(Information given)
/*
 * @file bitset.rs
 * @author Mike Hamburg
 * @copyright 2020-2022 Rambus Inc.
 *
 * Flat bit tables for the collision experiments.  Every experiment
 * resets one of these and then does little but test-and-set bits in it,
 * so it's just a Vec<u64>.
 */

/** A fixed-size table of bits, all initially clear. */
#[derive(Clone, PartialEq, Eq, Debug)]
pub struct BitSet {
    set: Vec<u64>,
    capacity: usize
}

impl BitSet {
    /** Initialize an empty set */
    pub fn with_capacity(capacity:usize) -> Self {
        BitSet { set : vec![0; (capacity+63)/64], capacity }
    }

    /** Number of bits in the table */
    pub fn capacity(&self) -> usize { self.capacity }

    /**
     * Clear every bit and resize the table to `capacity` bits.
     * Keeps the allocation when the size doesn't grow.
     */
    pub fn reset(&mut self, capacity:usize) {
        self.set.clear();
        self.set.resize((capacity+63)/64, 0);
        self.capacity = capacity;
    }

    /** Set a bit in the set */
    #[inline(always)]
    pub fn insert(&mut self, x:usize) {
        debug_assert!(x < self.capacity);
        self.set[x/64] |= 1<<(x%64);
    }

    /** Check a bit in the set */
    #[inline(always)]
    pub fn contains(&self, x:usize) -> bool {
        x/64 < self.set.len() && (self.set[x/64] & 1<<(x%64)) != 0
    }

    /**
     * Set a bit, and return whether it was already set.
     * This is the inner loop of every experiment.
     */
    #[inline(always)]
    pub fn test_and_insert(&mut self, x:usize) -> bool {
        debug_assert!(x < self.capacity);
        let word = &mut self.set[x/64];
        let mask = 1u64<<(x%64);
        let was_set = (*word & mask) != 0;
        *word |= mask;
        was_set
    }

    /** Count the bits in the set */
    pub fn len(&self) -> usize {
        let mut ret = 0;
        for x in &self.set { ret += x.count_ones() as usize };
        ret
    }

    /** Is every bit clear? */
    pub fn is_empty(&self) -> bool {
        self.set.iter().all(|&x| x == 0)
    }
}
(End Information given)
▶ _Your goal_
Using the records above, find and show each line with the string "bool".

▶ _Solution to the exercise_
    pub fn contains(&self, x:usize) -> bool {
    pub fn test_and_insert(&mut self, x:usize) -> bool {
    pub fn is_empty(&self) -> bool {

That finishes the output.